We’re taught to separate
our selves, 
com part mentalize,
move on
to the next task

I woke up to the news today
that we’d likely lose him. 

I woke up his daughter today
to tell her this news. 

She wasn’t expecting it.
He’d had a transplant;
was doing well, until
he wasn’t. 

Separate your self, they’d say.
An. Impossible. Task. 

I was part of the story;
the story was part of me.  

Yes, I felt the grief. Deeply.
I also witnessed the beauty
as a father died with his children
and with his wife by his side. 

  A gift only some receive.  

Love. Grief. Loss.
Beauty. Pain.

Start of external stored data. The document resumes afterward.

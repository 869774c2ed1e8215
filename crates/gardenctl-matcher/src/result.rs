//! Match result and error types.

use serde::Serialize;

use crate::PatternKey;

/// Target values extracted from a string by the first matching pattern.
///
/// A field is only set when the pattern declares the corresponding named
/// group and that group captured non-empty text.
#[derive(Debug, Clone, Default, PartialEq, Eq, Serialize)]
pub struct PatternMatch {
    #[serde(skip_serializing_if = "Option::is_none")]
    pub garden: Option<String>,
    #[serde(skip_serializing_if = "Option::is_none")]
    pub project: Option<String>,
    /// Can be used to find the related project.
    #[serde(skip_serializing_if = "Option::is_none")]
    pub namespace: Option<String>,
    #[serde(skip_serializing_if = "Option::is_none")]
    pub shoot: Option<String>,
}

impl PatternMatch {
    /// Get the value captured for `key`.
    pub fn get(&self, key: PatternKey) -> Option<&str> {
        match key {
            PatternKey::Garden => self.garden.as_deref(),
            PatternKey::Project => self.project.as_deref(),
            PatternKey::Namespace => self.namespace.as_deref(),
            PatternKey::Shoot => self.shoot.as_deref(),
        }
    }

    pub(crate) fn set(&mut self, key: PatternKey, value: &str) {
        let slot = match key {
            PatternKey::Garden => &mut self.garden,
            PatternKey::Project => &mut self.project,
            PatternKey::Namespace => &mut self.namespace,
            PatternKey::Shoot => &mut self.shoot,
        };
        *slot = Some(value.to_string());
    }

    /// True when no field was captured.
    pub fn is_empty(&self) -> bool {
        PatternKey::ALL.iter().all(|key| self.get(*key).is_none())
    }
}

/// Errors produced while matching target patterns.
#[derive(Debug, thiserror::Error)]
pub enum MatchError {
    #[error("failed to compile configured regular expression {pattern:?}: {source}")]
    Compile {
        pattern: String,
        #[source]
        source: regex_lite::Error,
    },

    #[error("the provided value {value:?} does not match any pattern")]
    NoMatch { value: String },
}

#[cfg(test)]
mod tests {
    use super::*;

    #[test]
    fn test_default_is_empty() {
        let m = PatternMatch::default();
        assert!(m.is_empty());
        assert_eq!(m.get(PatternKey::Shoot), None);
    }

    #[test]
    fn test_set_and_get() {
        let mut m = PatternMatch::default();
        m.set(PatternKey::Namespace, "garden-core");
        assert_eq!(m.get(PatternKey::Namespace), Some("garden-core"));
        assert_eq!(m.namespace.as_deref(), Some("garden-core"));
        assert!(!m.is_empty());
    }

    #[test]
    fn test_serialize_skips_unset_fields() {
        let mut m = PatternMatch::default();
        m.set(PatternKey::Garden, "prod");
        let json = serde_json::to_string(&m).unwrap();
        assert_eq!(json, r#"{"garden":"prod"}"#);
    }
}
//! Kubeconfig inspection
//!
//! gardenctl only needs to know which context a Garden's kubeconfig points
//! at. Clusters, users and credentials are left to kubectl.

use std::path::{Path, PathBuf};

use serde::Deserialize;

/// Errors that can occur when reading a kubeconfig
#[derive(Debug, thiserror::Error)]
pub enum KubeconfigError {
    #[error("failed to load kubeconfig file {}: {source}", .path.display())]
    Read {
        path: PathBuf,
        #[source]
        source: std::io::Error,
    },

    #[error("failed to parse kubeconfig file {}: {source}", .path.display())]
    Parse {
        path: PathBuf,
        #[source]
        source: serde_yaml::Error,
    },

    #[error("no current context found for kubeconfig {}", .0.display())]
    NoCurrentContext(PathBuf),
}

/// The subset of a kubeconfig gardenctl reads
#[derive(Debug, Clone, Default, Deserialize)]
#[serde(rename_all = "kebab-case")]
pub struct Kubeconfig {
    #[serde(default)]
    pub current_context: String,
}

impl Kubeconfig {
    pub fn load(path: &Path) -> Result<Self, KubeconfigError> {
        let content = std::fs::read_to_string(path).map_err(|source| KubeconfigError::Read {
            path: path.to_path_buf(),
            source,
        })?;

        // An empty kubeconfig is valid for kubectl and has no context
        if content.trim().is_empty() {
            return Ok(Self::default());
        }

        serde_yaml::from_str(&content).map_err(|source| KubeconfigError::Parse {
            path: path.to_path_buf(),
            source,
        })
    }

    pub fn current_context(&self) -> Option<&str> {
        Some(self.current_context.as_str()).filter(|c| !c.is_empty())
    }
}

/// Pick the context to use for the kubeconfig at `path`.
///
/// A non-empty `requested` context wins without looking at the file's
/// contents beyond parsing it; otherwise the file's `current-context` is used.
pub fn resolve_context(path: &Path, requested: Option<&str>) -> Result<String, KubeconfigError> {
    let kubeconfig = Kubeconfig::load(path)?;

    if let Some(context) = requested.filter(|c| !c.is_empty()) {
        return Ok(context.to_string());
    }

    kubeconfig
        .current_context()
        .map(str::to_string)
        .ok_or_else(|| KubeconfigError::NoCurrentContext(path.to_path_buf()))
}
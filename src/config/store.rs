//! Configuration persistence
//!
//! The document is always read and written whole. Saving truncates the
//! destination and rewrites it; there is no locking, so concurrent writers
//! race and the last save wins.

use std::fs::{self, File, OpenOptions};
use std::io::{self, Read, Write};
use std::path::Path;

use super::{Config, ConfigError};
use crate::paths::{self, PathError};

/// Decode a configuration from a byte stream.
///
/// An empty stream yields an empty configuration. After decoding, a leading
/// `~` in every garden's kubeconfig path is expanded.
pub fn load<R: Read>(source: R) -> Result<Config, ConfigError> {
    load_with(source, paths::expand_home)
}

pub(crate) fn load_with<R, F>(mut source: R, expand: F) -> Result<Config, ConfigError>
where
    R: Read,
    F: Fn(&str) -> Result<String, PathError>,
{
    let mut bytes = Vec::new();
    source.read_to_end(&mut bytes).map_err(ConfigError::Read)?;

    if bytes.is_empty() {
        return Ok(Config::default());
    }

    let mut config: Config = serde_yaml::from_slice(&bytes).map_err(ConfigError::Decode)?;

    for garden in &mut config.gardens {
        garden.kubeconfig = expand(&garden.kubeconfig).map_err(|source| ConfigError::PathResolution {
            garden: garden.name.clone(),
            source,
        })?;
    }

    Ok(config)
}

/// Load the configuration file at `path`.
///
/// A file that does not exist is treated like an empty one.
pub fn load_from_file(path: &Path) -> Result<Config, ConfigError> {
    let file = match File::open(path) {
        Ok(file) => file,
        Err(e) if e.kind() == io::ErrorKind::NotFound => {
            tracing::debug!(path = %path.display(), "config file not found, starting empty");
            return Ok(Config::default());
        }
        Err(source) => {
            return Err(ConfigError::Open {
                path: path.to_path_buf(),
                source,
            })
        }
    };

    let config = load(file)?;
    tracing::debug!(
        path = %path.display(),
        gardens = config.gardens.len(),
        patterns = config.match_patterns.len(),
        "loaded config"
    );
    Ok(config)
}

/// Encode `config` as YAML into `sink`.
pub fn save<W: Write>(mut sink: W, config: &Config) -> Result<(), ConfigError> {
    let yaml = serde_yaml::to_string(config).map_err(ConfigError::Encode)?;
    sink.write_all(yaml.as_bytes()).map_err(ConfigError::Write)?;
    sink.flush().map_err(ConfigError::Write)
}

/// Truncate and rewrite the configuration file at `path`.
///
/// Missing parent directories are created. The file is readable and
/// writable by its owner only.
pub fn save_to_file(path: &Path, config: &Config) -> Result<(), ConfigError> {
    let create_err = |source| ConfigError::Create {
        path: path.to_path_buf(),
        source,
    };

    if let Some(parent) = path.parent().filter(|p| !p.as_os_str().is_empty()) {
        fs::create_dir_all(parent).map_err(create_err)?;
    }

    let file = open_owner_only(path).map_err(create_err)?;
    save(file, config)?;

    tracing::debug!(path = %path.display(), gardens = config.gardens.len(), "saved config");
    Ok(())
}

#[cfg(unix)]
fn open_owner_only(path: &Path) -> io::Result<File> {
    use std::os::unix::fs::{OpenOptionsExt, PermissionsExt};

    let file = OpenOptions::new()
        .write(true)
        .create(true)
        .truncate(true)
        .mode(0o600)
        .open(path)?;

    // mode() only applies on creation
    file.set_permissions(fs::Permissions::from_mode(0o600))?;
    Ok(file)
}

#[cfg(not(unix))]
fn open_owner_only(path: &Path) -> io::Result<File> {
    OpenOptions::new().write(true).create(true).truncate(true).open(path)
}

Peace.  

  Not-a-one comes from numb.

Notes from the interview that inspired this poem:

This person was a fellow working with cancer patients. She shared that it had already been a difficult day because she lost one of her patients in the morning. “I ended up waking up his daughter with the news that her father had become very sick, and may die today,” she said. “It’s hard to be the one to convey that news.” She told me the family was able to make it to the hospital before he passed. While it was incredibly sad to witness their experience of grief, she also saw the beauty in it because she had seen so many others die alone over the past year. “It reminded me that grief is proof there was love. But they don’t teach us what to do with our grief. We’re taught to separate ourselves; move on,” she said. “It’s nice to be able to slow down and share about this. As I do, I can feel the tingling in my shoulders; I can feel my body relax. I’d like the poem to be a reminder that it’s okay to feel.”